*** Opening of Data extracts ***
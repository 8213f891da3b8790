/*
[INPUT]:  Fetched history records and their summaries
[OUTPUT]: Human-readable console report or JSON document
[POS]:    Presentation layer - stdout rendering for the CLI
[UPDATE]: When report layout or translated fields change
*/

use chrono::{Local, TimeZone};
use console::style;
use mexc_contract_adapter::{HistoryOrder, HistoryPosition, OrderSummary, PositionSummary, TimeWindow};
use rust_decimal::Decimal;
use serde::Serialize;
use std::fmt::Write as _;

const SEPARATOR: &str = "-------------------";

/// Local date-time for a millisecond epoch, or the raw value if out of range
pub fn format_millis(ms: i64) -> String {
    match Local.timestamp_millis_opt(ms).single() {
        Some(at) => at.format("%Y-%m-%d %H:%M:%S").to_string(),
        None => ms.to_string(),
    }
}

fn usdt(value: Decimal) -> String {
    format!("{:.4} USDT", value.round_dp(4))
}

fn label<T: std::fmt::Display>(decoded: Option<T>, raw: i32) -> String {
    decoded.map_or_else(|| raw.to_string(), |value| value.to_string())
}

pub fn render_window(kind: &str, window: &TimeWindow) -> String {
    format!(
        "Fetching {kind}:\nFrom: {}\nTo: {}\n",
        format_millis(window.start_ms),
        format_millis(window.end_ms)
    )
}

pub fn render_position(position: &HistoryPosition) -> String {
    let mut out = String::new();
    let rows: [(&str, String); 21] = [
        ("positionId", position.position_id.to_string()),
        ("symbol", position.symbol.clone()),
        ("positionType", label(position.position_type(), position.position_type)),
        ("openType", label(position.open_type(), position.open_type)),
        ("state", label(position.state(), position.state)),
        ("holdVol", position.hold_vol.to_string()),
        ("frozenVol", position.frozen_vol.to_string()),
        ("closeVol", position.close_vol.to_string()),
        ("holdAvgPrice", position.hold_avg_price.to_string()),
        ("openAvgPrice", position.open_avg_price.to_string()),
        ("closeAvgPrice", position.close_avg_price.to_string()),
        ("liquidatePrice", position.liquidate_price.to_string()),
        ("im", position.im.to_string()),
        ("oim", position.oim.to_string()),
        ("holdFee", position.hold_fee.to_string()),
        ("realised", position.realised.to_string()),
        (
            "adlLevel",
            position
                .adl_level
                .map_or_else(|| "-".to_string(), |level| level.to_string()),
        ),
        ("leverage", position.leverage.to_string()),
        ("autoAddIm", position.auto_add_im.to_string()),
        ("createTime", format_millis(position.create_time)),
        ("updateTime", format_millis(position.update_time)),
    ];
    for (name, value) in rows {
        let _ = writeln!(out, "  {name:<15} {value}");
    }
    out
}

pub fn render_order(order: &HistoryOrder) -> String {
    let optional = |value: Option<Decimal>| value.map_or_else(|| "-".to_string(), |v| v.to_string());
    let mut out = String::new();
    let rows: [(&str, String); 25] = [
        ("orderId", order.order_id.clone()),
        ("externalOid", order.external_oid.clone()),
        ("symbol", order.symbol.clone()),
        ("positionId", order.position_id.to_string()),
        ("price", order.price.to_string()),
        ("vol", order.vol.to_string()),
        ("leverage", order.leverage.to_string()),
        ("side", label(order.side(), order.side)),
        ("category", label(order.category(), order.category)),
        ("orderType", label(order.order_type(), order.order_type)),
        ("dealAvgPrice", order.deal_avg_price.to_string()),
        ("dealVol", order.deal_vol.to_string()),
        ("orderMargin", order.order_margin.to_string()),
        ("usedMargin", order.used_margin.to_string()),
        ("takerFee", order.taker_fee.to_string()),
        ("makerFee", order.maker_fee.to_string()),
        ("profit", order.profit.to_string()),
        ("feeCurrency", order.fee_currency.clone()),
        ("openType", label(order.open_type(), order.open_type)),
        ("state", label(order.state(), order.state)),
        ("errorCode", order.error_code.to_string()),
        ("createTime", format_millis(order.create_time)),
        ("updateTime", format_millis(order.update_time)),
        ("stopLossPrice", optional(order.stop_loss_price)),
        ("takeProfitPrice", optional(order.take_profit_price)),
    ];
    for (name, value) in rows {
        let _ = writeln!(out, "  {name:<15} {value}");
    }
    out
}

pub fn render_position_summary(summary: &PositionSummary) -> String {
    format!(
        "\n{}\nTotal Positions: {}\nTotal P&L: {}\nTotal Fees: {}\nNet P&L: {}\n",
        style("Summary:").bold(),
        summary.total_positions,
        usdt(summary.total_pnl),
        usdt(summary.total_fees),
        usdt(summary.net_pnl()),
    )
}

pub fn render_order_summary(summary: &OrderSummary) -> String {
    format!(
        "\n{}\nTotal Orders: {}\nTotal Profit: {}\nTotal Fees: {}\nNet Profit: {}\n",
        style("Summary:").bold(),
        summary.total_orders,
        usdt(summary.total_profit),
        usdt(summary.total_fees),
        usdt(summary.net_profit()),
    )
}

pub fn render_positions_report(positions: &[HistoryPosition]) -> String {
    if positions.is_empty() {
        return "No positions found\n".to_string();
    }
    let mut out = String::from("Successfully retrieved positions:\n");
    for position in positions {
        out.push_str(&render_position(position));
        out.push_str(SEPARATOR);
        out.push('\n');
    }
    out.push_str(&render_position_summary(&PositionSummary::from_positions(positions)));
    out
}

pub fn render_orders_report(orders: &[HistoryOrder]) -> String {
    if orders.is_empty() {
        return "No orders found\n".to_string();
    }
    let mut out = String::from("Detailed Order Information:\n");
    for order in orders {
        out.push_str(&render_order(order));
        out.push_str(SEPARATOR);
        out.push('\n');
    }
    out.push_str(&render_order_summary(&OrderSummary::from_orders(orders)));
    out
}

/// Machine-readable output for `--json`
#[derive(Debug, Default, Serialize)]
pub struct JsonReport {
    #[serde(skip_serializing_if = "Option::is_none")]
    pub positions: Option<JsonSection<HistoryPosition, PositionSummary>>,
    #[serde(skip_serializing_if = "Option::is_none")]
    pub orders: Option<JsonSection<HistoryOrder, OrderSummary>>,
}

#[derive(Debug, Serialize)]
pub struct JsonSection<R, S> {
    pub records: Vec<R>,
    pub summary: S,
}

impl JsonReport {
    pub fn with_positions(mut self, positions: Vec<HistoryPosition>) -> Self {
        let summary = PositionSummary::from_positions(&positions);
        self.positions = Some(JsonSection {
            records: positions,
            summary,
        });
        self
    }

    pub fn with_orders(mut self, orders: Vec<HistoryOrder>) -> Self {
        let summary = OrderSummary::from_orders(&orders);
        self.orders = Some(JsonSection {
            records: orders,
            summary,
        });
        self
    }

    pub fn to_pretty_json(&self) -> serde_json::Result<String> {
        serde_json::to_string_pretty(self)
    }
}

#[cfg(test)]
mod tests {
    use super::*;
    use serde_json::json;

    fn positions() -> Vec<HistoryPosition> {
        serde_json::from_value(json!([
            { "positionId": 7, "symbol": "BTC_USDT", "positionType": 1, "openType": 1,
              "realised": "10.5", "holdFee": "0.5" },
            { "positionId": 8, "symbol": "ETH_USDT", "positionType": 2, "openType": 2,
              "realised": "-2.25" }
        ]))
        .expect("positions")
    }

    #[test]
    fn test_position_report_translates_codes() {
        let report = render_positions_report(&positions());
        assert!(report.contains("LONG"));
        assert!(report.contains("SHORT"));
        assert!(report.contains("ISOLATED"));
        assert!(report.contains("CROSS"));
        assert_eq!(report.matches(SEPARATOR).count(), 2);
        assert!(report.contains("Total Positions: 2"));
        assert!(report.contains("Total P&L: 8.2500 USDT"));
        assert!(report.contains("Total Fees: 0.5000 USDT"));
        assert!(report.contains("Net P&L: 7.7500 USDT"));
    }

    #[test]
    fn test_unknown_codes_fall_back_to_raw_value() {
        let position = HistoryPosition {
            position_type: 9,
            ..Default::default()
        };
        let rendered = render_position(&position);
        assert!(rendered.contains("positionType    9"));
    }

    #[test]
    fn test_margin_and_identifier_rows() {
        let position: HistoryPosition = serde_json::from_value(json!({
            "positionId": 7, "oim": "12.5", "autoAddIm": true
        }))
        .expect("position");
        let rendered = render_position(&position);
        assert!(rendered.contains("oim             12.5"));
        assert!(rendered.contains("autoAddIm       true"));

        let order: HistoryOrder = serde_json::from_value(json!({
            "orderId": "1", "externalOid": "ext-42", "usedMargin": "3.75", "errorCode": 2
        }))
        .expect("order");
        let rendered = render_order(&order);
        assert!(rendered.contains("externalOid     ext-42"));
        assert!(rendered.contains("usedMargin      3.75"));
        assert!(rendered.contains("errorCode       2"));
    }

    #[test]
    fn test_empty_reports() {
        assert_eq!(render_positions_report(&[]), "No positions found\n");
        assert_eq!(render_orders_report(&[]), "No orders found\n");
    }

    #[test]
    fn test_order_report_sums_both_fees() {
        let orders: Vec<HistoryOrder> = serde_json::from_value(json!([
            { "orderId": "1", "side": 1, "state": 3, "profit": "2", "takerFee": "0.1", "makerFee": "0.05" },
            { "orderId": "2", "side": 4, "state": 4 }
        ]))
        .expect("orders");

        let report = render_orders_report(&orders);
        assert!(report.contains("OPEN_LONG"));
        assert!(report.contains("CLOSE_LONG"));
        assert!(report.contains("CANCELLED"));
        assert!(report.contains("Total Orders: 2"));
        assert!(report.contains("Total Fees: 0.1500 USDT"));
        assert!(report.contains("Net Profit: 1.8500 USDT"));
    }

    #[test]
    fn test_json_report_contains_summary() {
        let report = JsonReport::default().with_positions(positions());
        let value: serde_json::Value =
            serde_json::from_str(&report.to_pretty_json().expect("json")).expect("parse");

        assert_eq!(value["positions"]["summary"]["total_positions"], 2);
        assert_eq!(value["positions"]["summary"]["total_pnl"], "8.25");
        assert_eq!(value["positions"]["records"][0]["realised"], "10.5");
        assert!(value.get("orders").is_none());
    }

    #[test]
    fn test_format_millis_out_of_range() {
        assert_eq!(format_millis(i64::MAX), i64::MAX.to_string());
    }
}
*** Close of Data extracts ***
*** Opening of Data extracts ***
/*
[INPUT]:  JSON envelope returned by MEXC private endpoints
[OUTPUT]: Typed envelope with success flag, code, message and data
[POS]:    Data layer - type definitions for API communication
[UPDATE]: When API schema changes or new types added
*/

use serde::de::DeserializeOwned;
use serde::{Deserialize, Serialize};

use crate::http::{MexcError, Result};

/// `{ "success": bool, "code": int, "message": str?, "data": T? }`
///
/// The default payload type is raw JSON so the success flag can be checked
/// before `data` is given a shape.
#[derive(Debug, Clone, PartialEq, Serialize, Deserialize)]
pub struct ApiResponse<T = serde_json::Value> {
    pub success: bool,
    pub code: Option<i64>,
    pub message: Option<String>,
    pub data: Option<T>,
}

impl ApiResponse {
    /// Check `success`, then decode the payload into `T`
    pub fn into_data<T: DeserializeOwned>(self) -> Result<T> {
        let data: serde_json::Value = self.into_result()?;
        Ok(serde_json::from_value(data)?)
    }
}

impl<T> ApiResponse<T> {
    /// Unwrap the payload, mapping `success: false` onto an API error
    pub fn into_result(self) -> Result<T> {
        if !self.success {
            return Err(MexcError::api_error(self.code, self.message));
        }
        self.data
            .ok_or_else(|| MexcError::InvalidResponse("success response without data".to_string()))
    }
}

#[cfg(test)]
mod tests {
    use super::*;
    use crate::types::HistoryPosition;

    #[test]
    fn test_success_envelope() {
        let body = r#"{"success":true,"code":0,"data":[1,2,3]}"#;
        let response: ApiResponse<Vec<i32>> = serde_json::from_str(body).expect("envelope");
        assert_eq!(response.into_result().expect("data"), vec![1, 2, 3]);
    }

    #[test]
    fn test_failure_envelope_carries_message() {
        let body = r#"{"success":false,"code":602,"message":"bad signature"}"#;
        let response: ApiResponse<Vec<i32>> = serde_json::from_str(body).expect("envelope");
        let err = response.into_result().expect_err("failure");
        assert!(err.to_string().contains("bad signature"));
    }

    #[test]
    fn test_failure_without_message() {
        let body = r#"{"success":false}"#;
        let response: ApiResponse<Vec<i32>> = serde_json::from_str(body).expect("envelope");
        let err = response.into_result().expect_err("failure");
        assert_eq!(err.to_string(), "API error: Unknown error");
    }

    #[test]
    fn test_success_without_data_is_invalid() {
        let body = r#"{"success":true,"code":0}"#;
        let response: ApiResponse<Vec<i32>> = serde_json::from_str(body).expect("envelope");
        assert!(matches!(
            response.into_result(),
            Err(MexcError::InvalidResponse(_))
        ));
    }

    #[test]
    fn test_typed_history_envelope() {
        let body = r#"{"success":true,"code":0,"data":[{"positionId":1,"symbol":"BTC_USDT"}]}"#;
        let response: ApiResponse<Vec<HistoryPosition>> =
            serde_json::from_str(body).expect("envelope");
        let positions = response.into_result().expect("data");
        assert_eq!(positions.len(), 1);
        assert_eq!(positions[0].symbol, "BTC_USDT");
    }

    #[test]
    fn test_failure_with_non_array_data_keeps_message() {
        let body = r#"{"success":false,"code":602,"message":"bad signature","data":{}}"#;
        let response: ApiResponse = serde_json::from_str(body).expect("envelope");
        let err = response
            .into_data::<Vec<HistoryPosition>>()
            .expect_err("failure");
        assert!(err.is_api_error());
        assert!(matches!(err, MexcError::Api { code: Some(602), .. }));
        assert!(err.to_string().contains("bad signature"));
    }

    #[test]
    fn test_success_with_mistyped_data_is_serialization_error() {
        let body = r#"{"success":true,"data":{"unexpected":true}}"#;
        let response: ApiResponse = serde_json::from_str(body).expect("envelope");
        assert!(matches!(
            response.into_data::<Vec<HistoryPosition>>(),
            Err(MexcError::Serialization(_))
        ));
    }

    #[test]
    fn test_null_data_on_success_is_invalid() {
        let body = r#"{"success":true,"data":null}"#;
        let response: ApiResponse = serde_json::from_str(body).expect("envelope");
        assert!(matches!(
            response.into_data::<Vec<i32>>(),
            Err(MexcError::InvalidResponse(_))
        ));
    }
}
*** Close of Data extracts ***
» Problem:
Count up every line above that has the word "Local" in it; answer with the number alone.

» Worked solution:
3